Песенную поэзию Юрия Евгеньевича Ряшенцева знает и любит вся страна. Она звучала в фильмах «Веселая хроника опасного путешествия», «Д' Артаньян и три мушкетера», «Бастилия», «Забытая мелодия для флейты», «Простодушный», «Гардемарины, вперед».
Поэт родился в 1931 году в Ленинграде, провел там первые три года жизни, после чего его семья переехала в Москву. Отец Ряшенцева подвергся репрессиям и погиб. Юрий видел его лишь один раз в раннем детстве. Отчим, фамилию и отчество которого Юрий принял, также был арестован. В годы ВОВ мальчик находился в эвакуации в Оренбургской области, где сегодня, в станице Нежинке, есть улица Юрия Ряшенцева. После школы хотел поступить в МГУ, но помнил о том, что он дважды сын «врагов народа». Окончил Московский педагогический институт в 1954 году. Работал в школе. В 1955 году состоялся литературный дебют Юрия Ряшенцева в журнале «Юность», а через шесть лет он стал там сотрудником отдела поэзии, отвечал за взаимодействие редакции с юными поэтами в течение почти трех десятилетий. Юрий Ряшенцев стал автором поэтических книг, прозы, либретто к операм и мюзиклам.
«Правда бедой быть не может…»
— Юрий Евгеньевич, в Советском Союзе был культ рифмы, даже такое обыденное действие, как мытье рук, сопровождалось стихотворными строками: «Мойте руки перед едой, грязные руки грозят бедой». Почему стихотворения и песни так много значили для той эпохи?

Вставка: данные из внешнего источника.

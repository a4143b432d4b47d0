//! Local one-off build of a configured project.

use anyhow::{Context, Result, anyhow, bail};
use async_trait::async_trait;
use shipyard_config::{AgentConfig, ServerConfig, load_server_config};
use shipyard_core::provider::{CommitStatus, ProviderClient};
use shipyard_core::store::BuildStore;
use shipyard_core::{BuildStatus, CommitSha};
use shipyard_db::MemoryBuildStore;
use shipyard_executor::LocalAgent;
use shipyard_scheduler::{RunOutcome, RunnerFactory, RunnerParams};
use std::collections::BTreeSet;
use std::path::{Path, PathBuf};
use std::sync::Arc;

/// Prints commit statuses instead of sending them anywhere.
struct ConsoleProvider;

#[async_trait]
impl ProviderClient for ConsoleProvider {
    async fn last_commit_sha_for_all_open_pull_requests(
        &self,
        _repo_full_name: &str,
        _branches: &BTreeSet<String>,
    ) -> shipyard_core::Result<BTreeSet<CommitSha>> {
        Ok(BTreeSet::new())
    }

    async fn statuses_for_commit_sha(
        &self,
        _repo_full_name: &str,
        _sha: &CommitSha,
    ) -> shipyard_core::Result<Vec<CommitStatus>> {
        Ok(Vec::new())
    }

    async fn head_sha_for_branch(
        &self,
        _repo_full_name: &str,
        _branch: &str,
    ) -> shipyard_core::Result<Option<CommitSha>> {
        Ok(None)
    }

    async fn set_commit_status(
        &self,
        _repo_full_name: &str,
        sha: &CommitSha,
        status: &CommitStatus,
    ) -> shipyard_core::Result<()> {
        println!(
            "* {} {:?}: {}",
            sha.short(),
            status.state,
            status.description.as_deref().unwrap_or("")
        );
        Ok(())
    }
}

/// Run a project's command locally for one commit.
pub async fn run_local(
    config_path: &str,
    project: &str,
    sha: &str,
    branch: Option<String>,
) -> Result<()> {
    let server = load_server_config(Path::new(config_path))
        .with_context(|| format!("Failed to parse config file: {}", config_path))?;

    // Commands run from the directory holding the config file
    let working_dir = Path::new(config_path)
        .parent()
        .filter(|p| !p.as_os_str().is_empty())
        .unwrap_or(Path::new("."))
        .canonicalize()
        .context("Failed to resolve working directory")?;
    println!("Working directory: {}", working_dir.display());

    let outcome = build_once(&server, project, sha, branch, working_dir).await?;

    println!("\n--- Output ---");
    for line in outcome.output.logs.iter().filter(|l| !l.is_exit_status()) {
        println!("  {}", line.message);
    }
    for name in outcome.output.artifact_names() {
        println!("  artifact: {}", name);
    }

    let build = &outcome.build;
    println!("\nBuild #{} {}", build.number, build.status);
    if let Some(description) = &build.description {
        println!("  {}", description);
    }

    if build.status == BuildStatus::Succeeded {
        Ok(())
    } else {
        bail!("Build {}", build.status);
    }
}

async fn build_once(
    server: &ServerConfig,
    project: &str,
    sha: &str,
    branch: Option<String>,
    working_dir: PathBuf,
) -> Result<RunOutcome> {
    let project = server
        .projects
        .iter()
        .find(|p| p.id.as_str() == project)
        .cloned()
        .ok_or_else(|| anyhow!("Unknown project: {}", project))?;
    let sha = CommitSha::parse(sha)?;

    let artifact_dir = match &server.agent {
        AgentConfig::Local { artifact_dir, .. } => artifact_dir.clone(),
        AgentConfig::Grpc { .. } => None,
    };
    let agent = Arc::new(LocalAgent::new(Some(working_dir), artifact_dir));
    let store = Arc::new(MemoryBuildStore::new());

    let build = store.create_build(&project.id, &sha, "manual").await?;
    let factory = RunnerFactory::new(agent, store, &server.scheduler).with_process_env();
    let runner = factory.setup(RunnerParams {
        project: Arc::new(project),
        sha,
        credential: "local".to_string(),
        provider: Arc::new(ConsoleProvider),
        build: Some(build),
        trigger: "manual".to_string(),
        branch,
    });

    Ok(runner.run().await?)
}

#[cfg(test)]
mod tests {
    use super::*;
    use shipyard_config::parse_server_config;

    const CONFIG: &str = r#"
        agent "local" artifact-dir="out"
        project "app" {
            repo "acme/app"
            command "sh" {
                arg "-c"
                arg "echo building ${git.sha} on ${git.branch} && mkdir -p out && printf ok > out/result.txt"
            }
        }
        project "broken" {
            repo "acme/broken"
            command "sh" {
                arg "-c"
                arg "echo nope >&2; exit 3"
            }
        }
    "#;

    #[tokio::test]
    async fn test_local_build_succeeds_with_artifacts() {
        let dir = tempfile::tempdir().unwrap();
        let server = parse_server_config(CONFIG).unwrap();

        let outcome = build_once(
            &server,
            "app",
            "ABC123",
            Some("main".to_string()),
            dir.path().to_path_buf(),
        )
        .await
        .unwrap();

        assert_eq!(outcome.build.status, BuildStatus::Succeeded);
        assert_eq!(outcome.build.trigger, "manual");
        assert!(outcome.output.log_text().contains("building abc123 on main"));
        assert_eq!(outcome.output.artifact("result.txt"), Some(&b"ok"[..]));
    }

    #[tokio::test]
    async fn test_local_build_failure_keeps_exit_status() {
        let dir = tempfile::tempdir().unwrap();
        let server = parse_server_config(CONFIG).unwrap();

        let outcome = build_once(&server, "broken", "def456", None, dir.path().to_path_buf())
            .await
            .unwrap();

        assert_eq!(outcome.build.status, BuildStatus::Failed);
        assert_eq!(outcome.build.exit_status, Some(3));
    }

    #[tokio::test]
    async fn test_unknown_project() {
        let server = parse_server_config(CONFIG).unwrap();
        let result = build_once(&server, "missing", "abc123", None, PathBuf::from(".")).await;
        assert!(result.is_err());
    }
}
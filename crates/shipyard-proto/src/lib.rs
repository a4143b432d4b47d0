//! # shipyard-proto
//!
//! Wire contract between the Shipyard server and remote execution agents.
//!
//! The message definitions in [`v1`] mirror `proto/agent.proto` field for
//! field. They are derived with `prost` directly so the crate builds without
//! a `protoc` toolchain; the `.proto` file stays the reference for agent
//! implementers in other languages.
//!
//! ## Wire Format Guarantees
//!
//! - Field numbers and enum values are never renumbered or reused
//! - `InvocationResponse` is a oneof: exactly one payload per message
//! - Messages are consumed in the order the agent produced them
//!
//! ## Example
//!
//! ```rust,ignore
//! use shipyard_proto::{AgentClient, v1::InvocationRequest};
//!
//! let mut client = AgentClient::connect(endpoint).await?;
//! let mut stream = client.run_fastlane(request).await?.into_inner();
//! while let Some(response) = stream.message().await? {
//!     let event = shipyard_core::agent::AgentEvent::try_from(response)?;
//! }
//! ```

pub mod client;
pub mod convert;
pub mod error;
pub mod v1;

pub use client::{AgentClient, RUN_FASTLANE_PATH};
pub use error::ProtocolError;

— Я думаю, что это не только советская черта. Это вообще странная привязанность русского человека к рифмованному слову. Доходило до мистики. Наши правители всю жизнь боялись рифмованного слова. И поэты натыкались на усиленное внимание к себе со стороны то царя, то генерального секретаря, то президента… Это характерно было вообще для Руси. Но в советский период усилилось.

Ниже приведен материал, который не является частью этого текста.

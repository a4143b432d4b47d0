//! Server configuration parsing.

use crate::{ConfigError, ConfigResult};
use kdl::{KdlDocument, KdlNode};
use regex::Regex;
use serde::{Deserialize, Serialize};
use shipyard_core::agent::Command;
use shipyard_core::project::{GitProvider, JobTrigger, RepoConfig};
use shipyard_core::provider::{GitHubCredential, ProviderCredential};
use shipyard_core::{Project, ProjectId};
use std::collections::HashSet;
use std::path::{Path, PathBuf};
use std::sync::LazyLock;
use std::time::Duration;

static REPO_NAME_REGEX: LazyLock<Regex> =
    LazyLock::new(|| Regex::new(r"^[A-Za-z0-9_.-]+/[A-Za-z0-9_.-]+$").unwrap());

pub const DEFAULT_LISTEN: &str = "0.0.0.0:3000";

/// Complete server configuration.
#[derive(Debug, Clone)]
pub struct ServerConfig {
    /// Address of the status HTTP surface.
    pub listen: String,
    pub scheduler: SchedulerSettings,
    pub agent: AgentConfig,
    pub credentials: Vec<CredentialConfig>,
    pub projects: Vec<Project>,
}

/// Tuning for the orchestration engine.
#[derive(Debug, Clone, PartialEq, Eq, Serialize, Deserialize)]
pub struct SchedulerSettings {
    /// Maximum number of builds driven at once.
    pub concurrency: usize,
    /// Delay between two polls of one worker loop.
    pub poll_interval: Duration,
    /// Longest silence tolerated on an agent stream.
    pub inactivity_timeout: Duration,
    /// Context name used for commit statuses.
    pub status_context: String,
}

impl Default for SchedulerSettings {
    fn default() -> Self {
        Self {
            concurrency: 4,
            poll_interval: Duration::from_secs(60),
            inactivity_timeout: Duration::from_secs(600),
            status_context: "shipyard".to_string(),
        }
    }
}

/// Which agent executes builds.
#[derive(Debug, Clone, PartialEq, Eq)]
pub enum AgentConfig {
    /// Remote agent reached over gRPC.
    Grpc {
        endpoint: String,
        connect_timeout: Duration,
    },
    /// Commands run as local child processes (development).
    Local {
        working_dir: Option<PathBuf>,
        artifact_dir: Option<PathBuf>,
    },
}

impl Default for AgentConfig {
    fn default() -> Self {
        AgentConfig::Local {
            working_dir: None,
            artifact_dir: None,
        }
    }
}

/// A credential as written in the configuration. The token itself lives in
/// the environment variable named by `token_env`.
#[derive(Debug, Clone, PartialEq, Eq)]
pub struct CredentialConfig {
    pub name: String,
    pub provider: GitProvider,
    pub token_env: String,
}

impl CredentialConfig {
    /// Resolve the token and build a credential for a supported provider.
    pub fn resolve(
        &self,
        lookup: impl Fn(&str) -> Option<String>,
    ) -> ConfigResult<ProviderCredential> {
        let token = lookup(&self.token_env).filter(|t| !t.is_empty()).ok_or_else(|| {
            ConfigError::MissingField(format!(
                "environment variable {} for credential '{}'",
                self.token_env, self.name
            ))
        })?;

        match self.provider {
            GitProvider::Github => Ok(ProviderCredential::Github(GitHubCredential {
                name: self.name.clone(),
                token,
            })),
            GitProvider::Gitlab | GitProvider::Bitbucket => Err(ConfigError::InvalidValue {
                field: format!("credential '{}' provider", self.name),
                message: format!("provider {} is not supported", self.provider),
            }),
        }
    }
}

/// Read and parse a configuration file.
pub fn load_server_config(path: &Path) -> ConfigResult<ServerConfig> {
    let content = std::fs::read_to_string(path)?;
    parse_server_config(&content)
}

/// Parse server configuration from KDL text.
pub fn parse_server_config(kdl: &str) -> ConfigResult<ServerConfig> {
    let doc: KdlDocument = kdl.parse()?;

    let mut listen = DEFAULT_LISTEN.to_string();
    let mut scheduler = SchedulerSettings::default();
    let mut agent = AgentConfig::default();
    let mut credentials: Vec<CredentialConfig> = Vec::new();
    let mut projects: Vec<Project> = Vec::new();

    for node in doc.nodes() {
        match node.name().value() {
            "server" => {
                if let Some(addr) = get_string_prop(node, "listen") {
                    listen = addr;
                }
            }
            "scheduler" => {
                scheduler = parse_scheduler(node)?;
            }
            "agent" => {
                agent = parse_agent(node)?;
            }
            "credential" => {
                let credential = parse_credential(node)?;
                if credentials.iter().any(|c| c.name == credential.name) {
                    return Err(ConfigError::Duplicate(format!(
                        "credential '{}'",
                        credential.name
                    )));
                }
                credentials.push(credential);
            }
            "project" => {
                let project = parse_project(node)?;
                if projects.iter().any(|p| p.id == project.id) {
                    return Err(ConfigError::Duplicate(format!("project '{}'", project.id)));
                }
                projects.push(project);
            }
            _ => {} // Ignore unknown nodes
        }
    }

    Ok(ServerConfig {
        listen,
        scheduler,
        agent,
        credentials,
        projects,
    })
}

fn parse_scheduler(node: &KdlNode) -> ConfigResult<SchedulerSettings> {
    let mut settings = SchedulerSettings::default();

    if let Some(concurrency) = get_integer_prop(node, "concurrency")? {
        if concurrency == 0 {
            return Err(ConfigError::InvalidValue {
                field: "scheduler concurrency".to_string(),
                message: "must be at least 1".to_string(),
            });
        }
        settings.concurrency = concurrency as usize;
    }
    if let Some(secs) = get_integer_prop(node, "poll-interval-secs")? {
        settings.poll_interval = Duration::from_secs(secs);
    }
    if let Some(secs) = get_integer_prop(node, "inactivity-timeout-secs")? {
        settings.inactivity_timeout = Duration::from_secs(secs);
    }
    if let Some(context) = get_string_prop(node, "status-context") {
        settings.status_context = context;
    }

    Ok(settings)
}

fn parse_agent(node: &KdlNode) -> ConfigResult<AgentConfig> {
    let kind = get_first_string_arg(node).unwrap_or_default();

    match kind.as_str() {
        "grpc" => {
            let endpoint = get_string_prop(node, "endpoint")
                .ok_or_else(|| ConfigError::MissingField("agent endpoint".to_string()))?;
            let connect_timeout = get_integer_prop(node, "connect-timeout-secs")?.unwrap_or(10);
            Ok(AgentConfig::Grpc {
                endpoint,
                connect_timeout: Duration::from_secs(connect_timeout),
            })
        }
        "local" | "" => Ok(AgentConfig::Local {
            working_dir: get_string_prop(node, "working-dir").map(PathBuf::from),
            artifact_dir: get_string_prop(node, "artifact-dir").map(PathBuf::from),
        }),
        _ => Err(ConfigError::InvalidValue {
            field: "agent type".to_string(),
            message: format!("unknown agent type: {}", kind),
        }),
    }
}

fn parse_credential(node: &KdlNode) -> ConfigResult<CredentialConfig> {
    let name = get_first_string_arg(node)
        .ok_or_else(|| ConfigError::MissingField("credential name".to_string()))?;
    let provider = parse_provider(node, &format!("credential '{}'", name))?;
    let token_env = get_string_prop(node, "token-env")
        .ok_or_else(|| ConfigError::MissingField(format!("token-env for credential '{}'", name)))?;

    Ok(CredentialConfig {
        name,
        provider,
        token_env,
    })
}

fn parse_project(node: &KdlNode) -> ConfigResult<Project> {
    let name = get_first_string_arg(node)
        .ok_or_else(|| ConfigError::MissingField("project name".to_string()))?;

    let mut repo_config = None;
    let mut job_triggers = Vec::new();
    let mut command = None;

    if let Some(children) = node.children() {
        for child in children.nodes() {
            match child.name().value() {
                "repo" => {
                    let full_name = get_first_string_arg(child).ok_or_else(|| {
                        ConfigError::MissingField(format!("repo for project '{}'", name))
                    })?;
                    if !REPO_NAME_REGEX.is_match(&full_name) {
                        return Err(ConfigError::InvalidValue {
                            field: format!("repo for project '{}'", name),
                            message: format!("expected owner/name, got {}", full_name),
                        });
                    }
                    let provider = parse_provider(child, &format!("project '{}'", name))?;
                    repo_config = Some(RepoConfig {
                        full_name,
                        provider,
                    });
                }
                "trigger" => {
                    job_triggers.push(parse_trigger(child, &name)?);
                }
                "command" => {
                    command = Some(parse_command(child, &name)?);
                }
                _ => {}
            }
        }
    }

    let repo_config = repo_config
        .ok_or_else(|| ConfigError::MissingField(format!("repo for project '{}'", name)))?;
    let command = command
        .ok_or_else(|| ConfigError::MissingField(format!("command for project '{}'", name)))?;

    Ok(Project {
        id: ProjectId::new(name),
        repo_config,
        job_triggers,
        command,
    })
}

fn parse_trigger(node: &KdlNode, project: &str) -> ConfigResult<JobTrigger> {
    let trigger_type = get_first_string_arg(node).unwrap_or_default();
    let branch = get_string_prop(node, "branch").ok_or_else(|| {
        ConfigError::MissingField(format!(
            "branch for {} trigger in project '{}'",
            trigger_type, project
        ))
    })?;

    match trigger_type.as_str() {
        "commit" | "push" => Ok(JobTrigger::Commit { branch }),
        "pull_request" | "pull-request" => Ok(JobTrigger::PullRequest { branch }),
        _ => Err(ConfigError::InvalidValue {
            field: "trigger type".to_string(),
            message: format!("unknown trigger type: {}", trigger_type),
        }),
    }
}

fn parse_command(node: &KdlNode, project: &str) -> ConfigResult<Command> {
    let bin = get_first_string_arg(node)
        .ok_or_else(|| ConfigError::MissingField(format!("command for project '{}'", project)))?;
    let mut command = Command::new(bin);

    if let Some(children) = node.children() {
        for child in children.nodes() {
            match child.name().value() {
                "arg" => {
                    command.parameters.extend(get_all_string_args(child));
                }
                "env" => {
                    if let Some(grandchildren) = child.children() {
                        for gc in grandchildren.nodes() {
                            let key = gc.name().value().to_string();
                            if let Some(val) = get_first_string_arg(gc) {
                                command.env.insert(key, val);
                            }
                        }
                    }
                }
                _ => {}
            }
        }
    }

    Ok(command)
}

fn parse_provider(node: &KdlNode, owner: &str) -> ConfigResult<GitProvider> {
    let provider = get_string_prop(node, "provider").unwrap_or_else(|| "github".to_string());
    provider
        .parse()
        .map_err(|message| ConfigError::InvalidValue {
            field: format!("{} provider", owner),
            message,
        })
}

/// Names of credentials that can serve no configured project, and projects
/// no credential can serve. Useful for `validate` output.
pub fn unmatched(config: &ServerConfig) -> (Vec<String>, Vec<String>) {
    let providers: HashSet<GitProvider> = config.credentials.iter().map(|c| c.provider).collect();
    let needed: HashSet<GitProvider> = config
        .projects
        .iter()
        .map(|p| p.repo_config.provider)
        .collect();

    let idle_credentials = config
        .credentials
        .iter()
        .filter(|c| !needed.contains(&c.provider))
        .map(|c| c.name.clone())
        .collect();
    let orphan_projects = config
        .projects
        .iter()
        .filter(|p| !providers.contains(&p.repo_config.provider))
        .map(|p| p.id.to_string())
        .collect();

    (idle_credentials, orphan_projects)
}

// Helper functions for extracting values from KDL nodes

fn get_first_string_arg(node: &KdlNode) -> Option<String> {
    node.entries()
        .iter()
        .find(|e| e.name().is_none())
        .and_then(|e| e.value().as_string())
        .map(|s| s.to_string())
}

fn get_all_string_args(node: &KdlNode) -> Vec<String> {
    node.entries()
        .iter()
        .filter(|e| e.name().is_none())
        .filter_map(|e| e.value().as_string())
        .map(|s| s.to_string())
        .collect()
}

fn get_string_prop(node: &KdlNode, name: &str) -> Option<String> {
    node.get(name)
        .and_then(|v| v.as_string())
        .map(|s| s.to_string())
}

fn get_integer_prop(node: &KdlNode, name: &str) -> ConfigResult<Option<u64>> {
    match node.get(name) {
        None => Ok(None),
        Some(value) => value
            .as_integer()
            .and_then(|i| u64::try_from(i).ok())
            .map(Some)
            .ok_or_else(|| ConfigError::InvalidValue {
                field: name.to_string(),
                message: "expected a non-negative integer".to_string(),
            }),
    }
}
//! Bounded-concurrency task queue.
//!
//! Tasks start in submission order, at most `concurrency` at a time. A task
//! that fails or panics is reported on the outcome channel and never takes
//! the queue or its siblings down. Nothing is persisted: tasks still queued
//! when the process exits are lost.

use futures::FutureExt;
use futures::future::BoxFuture;
use std::panic::AssertUnwindSafe;
use std::sync::Arc;
use std::sync::atomic::{AtomicUsize, Ordering};
use tokio::sync::{Semaphore, mpsc};
use tracing::{debug, warn};

use crate::error::{SchedulerError, SchedulerResult, panic_message};

/// A unit of work.
pub type Task = BoxFuture<'static, shipyard_core::Result<()>>;

/// How a task ended.
#[derive(Debug, Clone, PartialEq, Eq)]
pub enum TaskResult {
    Completed,
    Failed(String),
    Panicked(String),
}

#[derive(Debug, Clone, PartialEq, Eq)]
pub struct TaskOutcome {
    pub name: String,
    pub result: TaskResult,
}

struct QueuedTask {
    name: String,
    task: Task,
}

#[derive(Default)]
struct Counters {
    queued: AtomicUsize,
    active: AtomicUsize,
}

/// Handle to a running queue. Dropping every handle stops the dispatcher
/// once the tasks already submitted have started.
#[derive(Clone)]
pub struct TaskQueue {
    tx: mpsc::UnboundedSender<QueuedTask>,
    counters: Arc<Counters>,
    concurrency: usize,
}

impl TaskQueue {
    /// Start a queue. Must be called from within a tokio runtime.
    pub fn new(concurrency: usize) -> Self {
        Self::start(concurrency, None)
    }

    /// Start a queue that reports every task outcome on the returned channel.
    pub fn with_outcomes(concurrency: usize) -> (Self, mpsc::UnboundedReceiver<TaskOutcome>) {
        let (tx, rx) = mpsc::unbounded_channel();
        (Self::start(concurrency, Some(tx)), rx)
    }

    fn start(concurrency: usize, outcomes: Option<mpsc::UnboundedSender<TaskOutcome>>) -> Self {
        let concurrency = concurrency.max(1);
        let (tx, rx) = mpsc::unbounded_channel();
        let counters = Arc::new(Counters::default());

        tokio::spawn(dispatch(
            rx,
            Arc::new(Semaphore::new(concurrency)),
            counters.clone(),
            outcomes,
        ));

        Self {
            tx,
            counters,
            concurrency,
        }
    }

    /// Submit a task. Never waits for a free slot.
    pub fn enqueue(&self, name: impl Into<String>, task: Task) -> SchedulerResult<()> {
        let name = name.into();
        self.counters.queued.fetch_add(1, Ordering::SeqCst);
        self.tx.send(QueuedTask { name, task }).map_err(|_| {
            self.counters.queued.fetch_sub(1, Ordering::SeqCst);
            SchedulerError::QueueClosed
        })
    }

    /// Tasks submitted but not yet started.
    pub fn queued(&self) -> usize {
        self.counters.queued.load(Ordering::SeqCst)
    }

    /// Tasks currently executing.
    pub fn active(&self) -> usize {
        self.counters.active.load(Ordering::SeqCst)
    }

    pub fn concurrency(&self) -> usize {
        self.concurrency
    }
}

async fn dispatch(
    mut rx: mpsc::UnboundedReceiver<QueuedTask>,
    slots: Arc<Semaphore>,
    counters: Arc<Counters>,
    outcomes: Option<mpsc::UnboundedSender<TaskOutcome>>,
) {
    while let Some(QueuedTask { name, task }) = rx.recv().await {
        let Ok(permit) = slots.clone().acquire_owned().await else {
            break;
        };
        counters.queued.fetch_sub(1, Ordering::SeqCst);
        counters.active.fetch_add(1, Ordering::SeqCst);

        let counters = counters.clone();
        let outcomes = outcomes.clone();
        tokio::spawn(async move {
            debug!(task = %name, "Task started");
            let result = match AssertUnwindSafe(task).catch_unwind().await {
                Ok(Ok(())) => TaskResult::Completed,
                Ok(Err(e)) => {
                    warn!(task = %name, error = %e, "Task failed");
                    TaskResult::Failed(e.to_string())
                }
                Err(payload) => {
                    let message = panic_message(payload.as_ref());
                    warn!(task = %name, panic = %message, "Task panicked");
                    TaskResult::Panicked(message)
                }
            };

            counters.active.fetch_sub(1, Ordering::SeqCst);
            drop(permit);

            if let Some(outcomes) = outcomes {
                let _ = outcomes.send(TaskOutcome { name, result });
            }
        });
    }
    debug!("Task queue closed");
}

— Когда появилось ваше самое последнее стихотворение? Муза вас посещает?
— Позавчера. Муза? Я не знаю, что такое муза. Кто-то говорил, что вдохновение — это умение приводить себя в рабочее состояние.
— А самые первые рифмованные строки когда возникли и при каких обстоятельствах?
— Это был 1937 или 1938 год, шла «заварушка» с Японией на озере Хасан. Я был очень патриотически настроен, мне было 6 лет. И я написал:
Над сопкой заозерной взвился наш красный флаг,
Под сопкой заозерной лежал разбитый враг.
— Какой текст считаете главной поэтической удачей?
— В разное время то одно, то другое стихотворение выходило на первый план. Чаще всего впереди было «Ананури», поименованное по названию грузинской крепости. В ней были события, которые в моей судьбе сыграли роль. И по дыханию оно как-то мне пришлось. Я редко читаю со сцены, всякий раз, когда приходилось читать, оно звучало.
— Расскажите о вашей первой книге, насколько сложно было дебютировать?
— У меня никогда не было литературной целеустремленности. Как я когда-то написал: «Не люблю целеустремленных и ценю их, а не люблю».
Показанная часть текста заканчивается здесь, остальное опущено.